** Opening SUPPLIED ENTRIES block **

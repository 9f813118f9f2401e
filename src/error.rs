// Copyright 2025 Google LLC
//
// Licensed under the Apache License, Version 2.0 (the "License");
// you may not use this file except in compliance with the License.
// You may obtain a copy of the License at
//
//     http://www.apache.org/licenses/LICENSE-2.0
//
// Unless required by applicable law or agreed to in writing, software
// distributed under the License is distributed on an "AS IS" BASIS,
// WITHOUT WARRANTIES OR CONDITIONS OF ANY KIND, either express or implied.
// See the License for the specific language governing permissions and
// limitations under the License.

use std::sync::Arc;
use std::time::Duration;
use thiserror::Error;

pub type Result<T, E = SubmitError> = std::result::Result<T, E>;

/// Errors surfaced to callers of
/// [`RequestBatcher::submit`](crate::batcher::RequestBatcher::submit).
///
/// Handler failures are shared across every subscriber of the failed batch,
/// hence the `Arc` and the `Clone` impl.
#[derive(Debug, Clone, Error)]
pub enum SubmitError {
    /// The submission was rejected before it was registered into a batch.
    #[error("invalid argument: {0}")]
    InvalidArgument(String),

    /// The caller's deadline elapsed before a response was published.
    #[error("request timed out after {0:?}")]
    Timeout(Duration),

    /// The batch handler returned an error.
    #[error("batch handler failed: {0}")]
    Handler(Arc<anyhow::Error>),

    /// The batch handler returned the wrong number of responses.
    #[error("batch handler returned {got} responses for a batch of {want}")]
    ProtocolMismatch { want: usize, got: usize },

    /// The batcher was stopped while the request was registering or waiting.
    #[error("request batcher has been stopped")]
    Stopped,
}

** Closing SUPPLIED ENTRIES block **

TASK BRIEF
Give back the material in full, word for word.

WRITTEN ANSWER
repository 9f813118f9f2401e
filename src/error.rs
// Copyright 2025 Google LLC
//
// Licensed under the Apache License, Version 2.0 (the "License");
// you may not use this file except in compliance with the License.
// You may obtain a copy of the License at
//
//     http://www.apache.org/licenses/LICENSE-2.0
//
// Unless required by applicable law or agreed to in writing, software
// distributed under the License is distributed on an "AS IS" BASIS,
// WITHOUT WARRANTIES OR CONDITIONS OF ANY KIND, either express or implied.
// See the License for the specific language governing permissions and
// limitations under the License.

use std::sync::Arc;
use std::time::Duration;
use thiserror::Error;

pub type Result<T, E = SubmitError> = std::result::Result<T, E>;

/// Errors surfaced to callers of
/// [`RequestBatcher::submit`](crate::batcher::RequestBatcher::submit).
///
/// Handler failures are shared across every subscriber of the failed batch,
/// hence the `Arc` and the `Clone` impl.
#[derive(Debug, Clone, Error)]
pub enum SubmitError {
    /// The submission was rejected before it was registered into a batch.
    #[error("invalid argument: {0}")]
    InvalidArgument(String),

    /// The caller's deadline elapsed before a response was published.
    #[error("request timed out after {0:?}")]
    Timeout(Duration),

    /// The batch handler returned an error.
    #[error("batch handler failed: {0}")]
    Handler(Arc<anyhow::Error>),

    /// The batch handler returned the wrong number of responses.
    #[error("batch handler returned {got} responses for a batch of {want}")]
    ProtocolMismatch { want: usize, got: usize },

    /// The batcher was stopped while the request was registering or waiting.
    #[error("request batcher has been stopped")]
    Stopped,
}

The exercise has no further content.